Factor Investing Using Alternative Data

1. INTRODUCTION

In traditional trading algorithms, researchers trade stocks based on their fundamental and technical analysis, which is however very hard to generate excess earning in an efficient market. Especially in today’s market with tons of new information changes, alternative data and unstructured data are transforming the financial industry in crowdfunding, insurance, investment fields.

Alternative data, from unconventional sources or of unstructured nature, thus play an increasingly important role in today’s investment strategies. Alternative data could be data from different sources and with different categories, such as textual analysis, image processing, digital footprints from social media and mobile devices, and emerging data from the Internet of Things (Cong et al. 2019). Though alternative data has already been a strong driving factor of stock price movement by some investors (Jagtiani, J. and Lemieux, C., 2019), there are very few mature theories or models describing how to develop investment strategies with alternative data factors.

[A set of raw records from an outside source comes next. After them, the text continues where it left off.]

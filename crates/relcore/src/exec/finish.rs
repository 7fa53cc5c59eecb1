//! Shared OFFSET/FETCH/WITH TIES finishing path. Every execution mode
//! funnels its candidate rows through `finish` once it has decided how
//! much quick-offset pre-skipping (if any) it already performed.

use crate::direction::SortOrder;
use crate::model::offset_fetch::ResolvedOffsetFetch;
use crate::value::Row;

/// Apply OFFSET, FETCH and WITH TIES to an already-ordered row sequence.
/// `already_skipped` is how many leading rows a quick-offset pre-skip
/// already dropped (0 when the mode could not pre-skip); the remaining
/// offset is applied here.
///
/// WITH TIES: once the fetch boundary is reached, keep emitting rows
/// that compare equal to the last emitted row under `order`'s
/// comparator — full columns when the index sort is fully satisfied,
/// the sorted prefix otherwise (`sorted_prefix_len`).
#[must_use]
pub fn finish(
    rows: &[Row],
    already_skipped: usize,
    offset_fetch: ResolvedOffsetFetch,
    order: Option<&SortOrder>,
    sorted_prefix_len: Option<usize>,
) -> Vec<Row> {
    let remaining_offset = offset_fetch.offset.saturating_sub(already_skipped as u64) as usize;
    let after_offset = rows.iter().skip(remaining_offset);

    let Some(fetch) = offset_fetch.fetch else {
        return after_offset.cloned().collect();
    };

    let fetch = fetch as usize;
    if !offset_fetch.with_ties || order.is_none() {
        return after_offset.take(fetch).cloned().collect();
    }

    let order = order.expect("checked above");
    let remaining: Vec<&Row> = after_offset.collect();
    if remaining.len() <= fetch {
        return remaining.into_iter().cloned().collect();
    }

    let mut result: Vec<Row> = remaining[..fetch].iter().map(|r| (*r).clone()).collect();
    let boundary = remaining[fetch - 1];
    for row in &remaining[fetch..] {
        if order.compare_prefix(boundary, row, sorted_prefix_len) == std::cmp::Ordering::Equal {
            result.push((*row).clone());
        } else {
            break;
        }
    }
    result
}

Therefore, this paper uses alternative data as one of the most important factors that could predict stocks and excess earning. By nature, stock price changes are driven by people’s expectations of or confidence in the corresponding company. In order to learn better people’s expectations, knowing how popular a particular stock is would be very useful. Nowadays, search engines became a primary source where millions of people could find answers to all the questions they have. Additionally, the search engine provides the “truth” in zero moments in terms of finding and analyzing the information. Therefore, we selected a particular alternative data source –Google search engine, trying to find the popular information that stays behind the millions of everyday search requests and to utilize it to help people to make investment decisions.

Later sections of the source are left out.